When the table turns: the long good-bye

by Judy
June 21, 2015

The last leg of the journey – that’s what I am on now with my mom. It’s been six years since my mom lost her independence after going into hospital with a restricted aortic valve and I have recently brought in home hospice. My mother is not recovering from the cold she caught three weeks ago. She is drinking and eating almost nothing – just doesn’t have the strength anymore. She is so very tired.

It really is a shifting landscape of feelings, responses – swings between beautiful tender raw moments and then the agonizing moments of agitation when it’s hard to assuage my mother's discomfort. She may repeat again and again: “Help me…I’m tired.”

There are heart to heart moments where I express yet again but in even more detail why I so much appreciate her. I tell her I will miss her terribly but I will be fine. And she is relieved. I tell her tentative plans I have after she goes and she listens attentively. She says she has confidence in me.

There are other moments when she tells me she is happy to go and for me not to be sad.
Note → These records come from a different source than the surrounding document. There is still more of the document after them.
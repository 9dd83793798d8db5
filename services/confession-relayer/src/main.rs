// Copyright 2022 Webb Technologies Inc.
//
// Licensed under the Apache License, Version 2.0 (the "License");
// you may not use this file except in compliance with the License.
// You may obtain a copy of the License at
//
// http://www.apache.org/licenses/LICENSE-2.0
//
// Unless required by applicable law or agreed to in writing, software
// distributed under the License is distributed on an "AS IS" BASIS,
// WITHOUT WARRANTIES OR CONDITIONS OF ANY KIND, either express or implied.
// See the License for the specific language governing permissions and
// limitations under the License.

//! Confession Relayer Binary.
#![deny(unsafe_code)]
#![warn(missing_docs)]

use std::sync::Arc;
use tokio::signal::unix;

use confession_relayer::service::{build_web_services, spawn_sweeper};
use confession_relayer_config::cli::{create_store, load_config, setup_logger, Opts};
use confession_relayer_context::RelayerContext;
use confession_relayer_store::ConfessionStore;

/// The main entry point for the relayer.
///
/// # Arguments
///
/// * `args` - The command line arguments.
#[paw::main]
#[tokio::main]
async fn main(args: Opts) -> anyhow::Result<()> {
    setup_logger(args.verbose)?;
    match dotenv::dotenv() {
        Ok(_) => {
            tracing::trace!("Loaded .env file");
        }
        Err(e) => {
            tracing::warn!("Failed to load .env file: {}", e);
        }
    }

    // The configuration is validated and configured from the given directory
    let config = load_config(args.config_dir.clone())?;

    // persistent storage for confessions and votes
    let store = create_store(&args)?;
    tracing::debug!(bytes = store.get_data_stored_size(), "Store opened");
    let store: Arc<dyn ConfessionStore> = Arc::new(store);

    // The RelayerContext connects to the chain (when configured), starts the
    // transaction queue and holds every piece of shared state.
    let ctx = RelayerContext::new(config, store)?;

    let sweeper_handle = spawn_sweeper(ctx.clone());
    let server_handle = tokio::spawn(build_web_services(ctx.clone()));
    tracing::event!(
        target: confession_relayer_utils::probe::TARGET,
        tracing::Level::DEBUG,
        kind = %confession_relayer_utils::probe::Kind::Lifecycle,
        started = true
    );
    // watch for signals
    let mut ctrlc_signal = unix::signal(unix::SignalKind::interrupt())?;
    let mut termination_signal = unix::signal(unix::SignalKind::terminate())?;
    let mut quit_signal = unix::signal(unix::SignalKind::quit())?;
    let shutdown = || {
        tracing::event!(
            target: confession_relayer_utils::probe::TARGET,
            tracing::Level::DEBUG,
            kind = %confession_relayer_utils::probe::Kind::Lifecycle,
            shutdown = true
        );
        tracing::warn!("Shutting down...");
        // send shutdown signal to all of the application.
        ctx.shutdown();
        sweeper_handle.abort();
    };
    tokio::select! {
        _ = ctrlc_signal.recv() => {
            tracing::warn!("Interrupted (Ctrl+C) ...");
            shutdown();
        },
        _ = termination_signal.recv() => {
            tracing::warn!("Got Terminate signal ...");
            shutdown();
        },
        _ = quit_signal.recv() => {
            tracing::warn!("Quitting ...");
            shutdown();
        },
    }
    match server_handle.await {
        Ok(Ok(())) => tracing::info!("Clean Exit .."),
        Ok(Err(e)) => tracing::error!(error = %e, "Server stopped with an error"),
        Err(e) => tracing::error!(error = %e, "Server task failed"),
    }
    Ok(())
}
She expresses what a wonderful daughter I have been; expresses much gratitude to Pat and then she tells me who to call after she goes. She is calm, very calm after we speak, at least for a while. I play music the whole afternoon. Music soothes her soul.

A week ago, she met the hospice nurse and doctor and for a time she is that charming woman again. She smiles and makes them laugh. She emerges briefly out of the cocoon she has been abiding in and connects, wants to please, wants to bring laughter.

A friend said to me recently it really has been a love affair with your mom. And it’s true. I mean of course not a conventional love affair, but a love affair nonetheless. It’s a little like how it was with my brother – literally his flesh felt like my flesh and so it feels like with my mom.

I feel stripped down just as she is stripped down; heart to heart…raw…close to tears and at the same time, life goes on as usual, but not really as usual.

I will never forget this time that I have spent with my mom in her last days on earth. It has left an indelible mark on my soul and I can’t even say how, but I know it has changed me forever.

Not now…no, not for quite a while, but one day I shall write a book about this whole journey.

Friends and family are writing, calling and that makes a big difference. That human connection of care and sharing of one’s experience, wisdom, heart…it all makes a difference. It can never be underestimated the power of human connection/communion. It helps so much.

A few days ago, my mom ate a little bit – quarter of a cup of soup, two cookies and some coffee. Not much, but much more than usual. Pat and I literally rejoiced. Life wants life; and at the same time I am letting go more and more; letting her go and an acceptance of the end. Yesterday she said to me: “It’s tough on you." I responded: “It’s tougher on you” and she said, “Well that’s different.”

It feels like Mom has been saying good-bye to me for a long time and it’s gone through different stages. At one point she said she was ready to go, not afraid of dying, but didn’t want to leave me. She also was concerned that I would be alright. She is still somewhat concerned but not as much. I tell her over and over again that I will be fine and she is relieved.

And in a strange way, I have been preparing for her death for a very long time – way before she lost her independence. I have been acutely aware of death and loss since I was very young and my ties to my mother have always been very strong even when I lived out of the States for many years and didn’t see her very much.

Today I spoke with a good friend/ hospice nurse. She is so tuned into the dying process and sees it all as part of the life force that has its own direction. Again and again she sees how her patients come to a resolution, a peace, as they give themselves over to this process.

I thanked her very much. So helpful to hear her perspective – gives me a huge handle on how to listen, understand and respond to my mom. She wrote to me and said, “Treasure this precious “vigil” time.

Yes, I am treasuring this time and so very grateful.